The amazing Zero SR electric motorcycle blows our minds
It's been about three years since we last tested one of Zero Motorcycles' electric bikes, and in that time, the company has been very busy. Compared to the 2011 Zero S, the 2014 Zero SR has between 200-400 percent moreeverything – riding this bike was an absolutely shocking progress report on the state of the art. The SR represents a liminal moment in motorcycling. We may look back in years to come and see this as the first time an electric motorcycle stood shoulder to shoulder with petrol powered bikes, and made them feel like yesterday's heroes.
When we last rode the Zero S about three years ago, we came away thinking "what a nice little commuter, shame about the battery range."
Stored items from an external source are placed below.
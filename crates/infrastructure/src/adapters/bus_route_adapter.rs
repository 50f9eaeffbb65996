//! Bus route adapters - Implement the route ports using integration_bus
//!
//! Each adapter owns one provider client, retries calls that fail because
//! the upstream reported itself unavailable, and tags every error with the
//! provider it came from.

use application::error::ApplicationError;
use application::ports::{NationalRoutePort, RegionalRoutePort};
use async_trait::async_trait;
use domain::{Municipality, Provider, RouteDetail, RoutePath, RouteSummary, Stop};
use integration_bus::{BusApiError, NationalBusClient, RegionalBusClient};
use tracing::{debug, instrument};

use crate::retry::{RetryConfig, retry};

/// Map an integration error to an application error for `provider`
pub fn map_error(provider: Provider, err: BusApiError) -> ApplicationError {
    match err {
        BusApiError::AuthKey(message) => ApplicationError::AuthKey { provider, message },
        BusApiError::RemoteProtocol(message) => {
            ApplicationError::RemoteProtocol { provider, message }
        },
        BusApiError::UpstreamUnavailable(message) => {
            ApplicationError::UpstreamUnavailable { provider, message }
        },
        e @ (BusApiError::ConnectionFailed(_)
        | BusApiError::RequestFailed(_)
        | BusApiError::Timeout { .. }) => ApplicationError::Transport {
            provider,
            message: e.to_string(),
        },
        BusApiError::ConfigurationError(message) => ApplicationError::Configuration(message),
    }
}

/// Adapter for a fixed-region provider
pub struct RegionalRouteAdapter<C> {
    client: C,
    retry: RetryConfig,
}

impl<C: RegionalBusClient> std::fmt::Debug for RegionalRouteAdapter<C> {
    fn fmt(&self, f: &mut std::fmt::Formatter<'_>) -> std::fmt::Result {
        f.debug_struct("RegionalRouteAdapter")
            .field("provider", &self.client.provider())
            .field("retry", &self.retry)
            .finish()
    }
}

impl<C: RegionalBusClient> RegionalRouteAdapter<C> {
    /// Wrap a client with the default retry policy
    pub fn new(client: C) -> Self {
        Self {
            client,
            retry: RetryConfig::default(),
        }
    }

    /// Set the retry policy
    #[must_use]
    pub fn with_retry(mut self, retry: RetryConfig) -> Self {
        self.retry = retry;
        self
    }

    fn map_error(&self, err: BusApiError) -> ApplicationError {
        map_error(self.client.provider(), err)
    }
}

#[async_trait]
impl<C: RegionalBusClient> RegionalRoutePort for RegionalRouteAdapter<C> {
    fn provider(&self) -> Provider {
        self.client.provider()
    }

    #[instrument(skip(self, key), fields(provider = %self.client.provider()))]
    async fn search_routes(
        &self,
        key: &str,
        query: &str,
    ) -> Result<Vec<RouteSummary>, ApplicationError> {
        let routes = retry(&self.retry, || self.client.search_routes(key, query))
            .await
            .map_err(|e| self.map_error(e))?;
        debug!(count = routes.len(), "Routes found");
        Ok(routes)
    }

    #[instrument(skip(self, key, route), fields(provider = %self.client.provider(), route = %route.id))]
    async fn get_stops(
        &self,
        key: &str,
        route: &RouteSummary,
    ) -> Result<Vec<Stop>, ApplicationError> {
        retry(&self.retry, || self.client.get_stops(key, route))
            .await
            .map_err(|e| self.map_error(e))
    }

    #[instrument(skip(self, key, route), fields(provider = %self.client.provider(), route = %route.id))]
    async fn get_route_detail(
        &self,
        key: &str,
        route: &RouteSummary,
    ) -> Result<Option<RouteDetail>, ApplicationError> {
        retry(&self.retry, || self.client.get_route_detail(key, route))
            .await
            .map_err(|e| self.map_error(e))
    }

    #[instrument(skip(self, key, route), fields(provider = %self.client.provider(), route = %route.id))]
    async fn get_route_shape(
        &self,
        key: &str,
        route: &RouteSummary,
    ) -> Result<RoutePath, ApplicationError> {
        retry(&self.retry, || self.client.get_route_shape(key, route))
            .await
            .map_err(|e| self.map_error(e))
    }
}

/// Adapter for the nationwide provider
pub struct NationalRouteAdapter<C> {
    client: C,
    retry: RetryConfig,
}

impl<C> std::fmt::Debug for NationalRouteAdapter<C> {
    fn fmt(&self, f: &mut std::fmt::Formatter<'_>) -> std::fmt::Result {
        f.debug_struct("NationalRouteAdapter")
            .field("provider", &Provider::National)
            .field("retry", &self.retry)
            .finish()
    }
}

impl<C: NationalBusClient> NationalRouteAdapter<C> {
    /// Wrap a client with the default retry policy
    pub fn new(client: C) -> Self {
        Self {
            client,
            retry: RetryConfig::default(),
        }
    }

    /// Set the retry policy
    #[must_use]
    pub fn with_retry(mut self, retry: RetryConfig) -> Self {
        self.retry = retry;
        self
    }
}

fn national_error(err: BusApiError) -> ApplicationError {
    map_error(Provider::National, err)
}

#[async_trait]
impl<C: NationalBusClient> NationalRoutePort for NationalRouteAdapter<C> {
    #[instrument(skip(self, key))]
    async fn list_municipalities(&self, key: &str) -> Result<Vec<Municipality>, ApplicationError> {
        let listing = retry(&self.retry, || self.client.list_municipalities(key))
            .await
            .map_err(national_error)?;
        debug!(count = listing.len(), "Municipalities listed");
        Ok(listing)
    }

    #[instrument(skip(self, key))]
    async fn search_routes(
        &self,
        key: &str,
        municipality_code: &str,
        query: &str,
    ) -> Result<Vec<RouteSummary>, ApplicationError> {
        retry(&self.retry, || {
            self.client.search_routes(key, municipality_code, query)
        })
        .await
        .map_err(national_error)
    }

    #[instrument(skip(self, key))]
    async fn get_stops(
        &self,
        key: &str,
        municipality_code: &str,
        route_id: &str,
    ) -> Result<Vec<Stop>, ApplicationError> {
        retry(&self.retry, || {
            self.client.get_stops(key, municipality_code, route_id)
        })
        .await
        .map_err(national_error)
    }

    #[instrument(skip(self, key))]
    async fn get_route_detail(
        &self,
        key: &str,
        municipality_code: &str,
        route_id: &str,
    ) -> Result<Option<RouteDetail>, ApplicationError> {
        retry(&self.retry, || {
            self.client
                .get_route_detail(key, municipality_code, route_id)
        })
        .await
        .map_err(national_error)
    }

    #[instrument(skip(self, key))]
    async fn get_route_shape(
        &self,
        key: &str,
        municipality_code: &str,
        route_id: &str,
    ) -> Result<RoutePath, ApplicationError> {
        retry(&self.retry, || {
            self.client
                .get_route_shape(key, municipality_code, route_id)
        })
        .await
        .map_err(national_error)
    }
}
Things have changed, and in a big way. The graphs below tell the story. Zero motorcycles have been on a steady diet of protein shakes, creatine and anabolic steroids in the last few years, and boy has the gym work paid off.
Just to ram the point home, here's how the 2014 Zero SR compares to the 2011 S: it has a 3.2 times bigger battery, almost 4 times the range, just under 2.7 times the power, 2.4 times the torque and a 50 percent higher top speed. Oh, and the battery's service life is nearly four and a half times what it used to be – the SR will go nearly half a million kilometers (310,000 mi) before the battery drops to 80 percent of its normal range.
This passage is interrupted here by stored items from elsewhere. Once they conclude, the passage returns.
//! Application configuration
//!
//! Values are layered: built-in defaults, then an optional `config.toml`,
//! then `BUSROUTE_*` environment variables. Nested keys use a double
//! underscore, e.g. `BUSROUTE_SEARCH__MAX_CONCURRENCY=8` or
//! `BUSROUTE_BUS__TAGO_BASE_URL=...`.

use std::path::Path;

use application::RouteSearchConfig;
use integration_bus::BusApiConfig;
use serde::{Deserialize, Serialize};

use crate::retry::RetryConfig;
use crate::telemetry::TelemetryConfig;

/// Environment variable prefix
pub const ENV_PREFIX: &str = "BUSROUTE";

/// Main application configuration
#[derive(Debug, Clone, Default, Serialize, Deserialize)]
pub struct AppConfig {
    /// Provider endpoints, timeouts and page sizes
    #[serde(default)]
    pub bus: BusApiConfig,

    /// Fan-out settings
    #[serde(default)]
    pub search: RouteSearchConfig,

    /// Retry policy for unavailable upstreams
    #[serde(default)]
    pub retry: RetryConfig,

    /// Logging
    #[serde(default)]
    pub telemetry: TelemetryConfig,
}

impl AppConfig {
    /// Load configuration from `config.toml` (if present) and the environment
    ///
    /// # Errors
    ///
    /// Returns an error if a source cannot be read or a value has the wrong type.
    pub fn load() -> Result<Self, config::ConfigError> {
        Self::build(config::File::with_name("config").required(false))
    }

    /// Load configuration from an explicit file, then the environment
    ///
    /// # Errors
    ///
    /// Returns an error if the file is missing or malformed.
    pub fn load_from(path: &Path) -> Result<Self, config::ConfigError> {
        Self::build(config::File::from(path).required(true))
    }

    fn build<S>(file: S) -> Result<Self, config::ConfigError>
    where
        S: config::Source + Send + Sync + 'static,
    {
        config::Config::builder()
            .add_source(file)
            .add_source(
                config::Environment::with_prefix(ENV_PREFIX)
                    .prefix_separator("_")
                    .separator("__")
                    .try_parsing(true),
            )
            .build()?
            .try_deserialize()
    }

    /// Validate every section
    ///
    /// # Errors
    ///
    /// Returns the first problem found.
    pub fn validate(&self) -> Result<(), String> {
        self.bus.validate()?;
        self.search.validate()?;
        self.retry.validate()?;
        self.telemetry.validate()
    }
}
On paper, that's a gigantic leap forward. In the saddle, it's absolutely spectacular. I went around the block ONCE in sports mode, then came running in shouting "holy shit!" to anyone who would listen. Then I rang as many biker friends as I could get at short notice, and stuck all of them on the SR to make sure I wasn't dreaming.
I wasn't – this is the sort of bike that flips switches in people's brains. Every single dyed-in-the-wool, petrolhead biker that took this thing around the block said a different version of the same thing: wow, that's awesome, I want one.
The Numbers
The Zero puts out just under 70 peak horsepower (50 kW) and a monstrous 106 ft-lbs (144 Nm) of torque. That's about 10 percent more than the 1200cc EBR 1190RX, the current torque king of the superbike world. Its kerb weight is 452 lbs (205 kg). But the bike feels much, much smaller and lighter than that, and the power figures don't really tell the whole story either. A decent comparison in the petrol world might be something the size and handling feel of a nimble 250cc nakedbike, but with the power of a 600.
Riding this thing is a transcendent experience. The performance and acceleration feel absolutely excessive in the way all the best bikes do. There's no clutch or gears, it's pure simplicity to ride, provided you can keep the slim rear tire from spinning up in the wet.
Full throttle from a standstill causes the SR to leap forward in a much more urgent fashion than its predecessors, and it gathers speed and power furiously as it heads for its governed 100 mph (160 km/h) top speed. It dispatches traffic in the blink of an eye and hits 60 mph (~100 km/h) in a brutal 3.3 seconds – all with an addictive, turbine-like electric whine from the motor.
I reckon I spent more time at full throttle on this bike than just about anything else I've ridden. In the absence of a screaming combustion engine, I really felt like I could abuse every scrap of this bike's power without feeling a tinge of mechanical sympathy for its engine internals.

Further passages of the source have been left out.